@krellin,
First, I don't want to continue the audio discussion _too_ far (though obviously feel free to reply), since as I already said, _I_ don't have a strong opinion as to the difference between the two, and I actually agree that it could well be that certain imperfections are pleasing to some people.
I do want to correct one thing you said though. You said
"Here's the discussion: Per science and math, I can recreate anything I want *perfectly* if I sample it at the correct frequency. In digital, if we sample at twice the highest frequency we want (i.e. the highest frequency the human ear hears) then I can duplicate music perfectly."
This is not true. Specifically, we can reconstruct a sample _perfectly_ only if the original signal contains a cutoff frequency B beyond which it contians no components (i.e., there is no frequency higher than B contained in the signal). The theorem is the Nyquist-Shannon theorem here:
http://en.wikipedia.org/wiki/Nyquist%E2%80%93Shannon_sampling_theorem#Shannon.27s_original_proof
A signal without a frequency cutoff can not be perfectly reconstructed.
A sound signal does _not_ have a frequency cutoff, and thus cannot be perfectly reconstructed in this way. (Even if it could, of course, be perfectly reconstructed in theory, the "finitely many" numbers we need are real numbers, of which there are uncountably many, so digitizing it would still introduce _small_ imperfections.) Instead engineers choose to treat the sound as though it has no frequencies higher than about 22KHz, which is the highest a human ear can hear, and then apply the theorem as if that were the case.
Hence, the signal that is created digitally is only a near-perfect recreation of the "truncated" sound wave that has had the higher-frequency sounds removed.
Note that this works in linear approximation, where different frequencies are independent. However, the physics of sound is really only approximately linear, which means that in real life, there is some small but _possibly_ noticeable effect of the higher frequencies on the lower frequencies, which means that making this cutoff choice could possibly lead to audible differences.
To cut to the chase, anyway, no, it is not possible to take an arbitrary signal and represent it perfectly by finitely many numbers.
Continuing to ebooks,
"I just can't buy the same argument in reading. As long as the method of reading is not somehow combersome or distracting....say the book weighs 50 pounds or the e-reader has an awful glare (i.e. not e-ink) then, providing you enjoy the book, the particular media upon which you are (and this is critical...) **looking at words** should be irrelevent."
If that were really true, then you would not be arguing for the superiority of EITHER method. You would view them as functionally equivalent. That you are in fact arguing that one (ereaders) is better shows that you don't actually believe this, so now we just disagree about which actually IS better.
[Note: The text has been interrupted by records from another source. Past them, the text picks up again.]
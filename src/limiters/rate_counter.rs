use crate::clock::{Clock, SystemClock};
use crate::error::{LimitError, Result, TimeTableError};
use crate::tables::RingBufferTimeTable;
use crate::time_table::{TimePeriodInfo, TimeTable};
use crate::types::{Amount, Tick};

/// Counts calls over a trailing window of `period` ticks.
///
/// Every call to [`count`](RateCounter::count) records one unit. No value is
/// reported until a full `period` has passed since the first call, so the
/// counter never reports a misleadingly low rate from partial history.
///
/// # Example
///
/// ```rust
/// use rate_window_core::limiters::RateCounter;
///
/// let mut counter = RateCounter::new(1000).unwrap();
/// assert_eq!(counter.count_at(0).unwrap(), None);     // baseline
/// assert_eq!(counter.count_at(500).unwrap(), None);   // window not full yet
/// assert_eq!(counter.count_at(1000).unwrap(), Some(3));
/// assert_eq!(counter.count_at(1600).unwrap(), Some(2)); // entry at 0 and 500 expired
/// ```
#[derive(Debug)]
pub struct RateCounter<C = SystemClock, T = RingBufferTimeTable> {
    /// Length of the trailing window in ticks
    period: Tick,
    /// Tick of the first call, once made
    first: Option<Tick>,
    table: T,
    clock: C,
}

impl RateCounter {
    /// Creates a counter over `period` milliseconds using the system clock.
    ///
    /// # Errors
    ///
    /// Returns [`LimitError::InvalidConfig`] if `period` is negative.
    pub fn new(period: Tick) -> Result<Self> {
        Self::with_parts(period, RingBufferTimeTable::default(), SystemClock::new())
    }
}

impl<C: Clock, T: TimeTable> RateCounter<C, T> {
    /// Creates a counter with an explicit table and clock.
    pub fn with_parts(period: Tick, table: T, clock: C) -> Result<Self> {
        if period < 0 {
            return Err(LimitError::InvalidConfig("period must not be negative"));
        }
        Ok(Self {
            period,
            first: None,
            table,
            clock,
        })
    }

    #[inline]
    pub fn period(&self) -> Tick {
        self.period
    }

    /// Records one call at the clock's current tick.
    ///
    /// See [`count_at`](RateCounter::count_at).
    pub fn count(&mut self) -> Result<Option<Amount>> {
        let now = self.clock.now();
        self.count_at(now)
    }

    /// Records one call at `tick` and returns the number of calls within the
    /// trailing `period`, or `None` while less than a full `period` has
    /// elapsed since the first call.
    ///
    /// # Errors
    ///
    /// Fails with [`LimitError::Table`] if `tick` is older than the previous
    /// call or negative. The counter is left untouched in that case.
    pub fn count_at(&mut self, tick: Tick) -> Result<Option<Amount>> {
        if tick < 0 {
            return Err(TimeTableError::NegativeTick { tick }.into());
        }
        if let Some(last_tick) = self.table.last_time().filter(|last| tick < *last) {
            return Err(TimeTableError::ExpiredTick { last_tick, tick }.into());
        }
        self.table.purge_entries_before(tick.saturating_sub(self.period));
        self.table.add_entry(1, tick)?;

        match self.first {
            None => {
                self.first = Some(tick);
                return Ok(None);
            }
            Some(first) if tick - first < self.period => return Ok(None),
            Some(_) => {}
        }
        Ok(Some(self.table.current_sum()))
    }

    /// Inter-arrival statistics of the calls in the current window.
    pub fn info(&self) -> TimePeriodInfo {
        self.table.info()
    }
}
Of course, as we have both now said, this probably comes down to taste, specific uses, etc. If you prefer your ereader and its convenience, dictionary, and ability to carry books around with you easily, then I'm glad the technology exists for you. Similarly, since I prefer (physical) books, I'm glad they exist for me. I didn't mean to make a big deal out of it, just to point out there are certain _technological_ advantages of books over ereaders, so it is a tradeoff, not a clear-cut decision.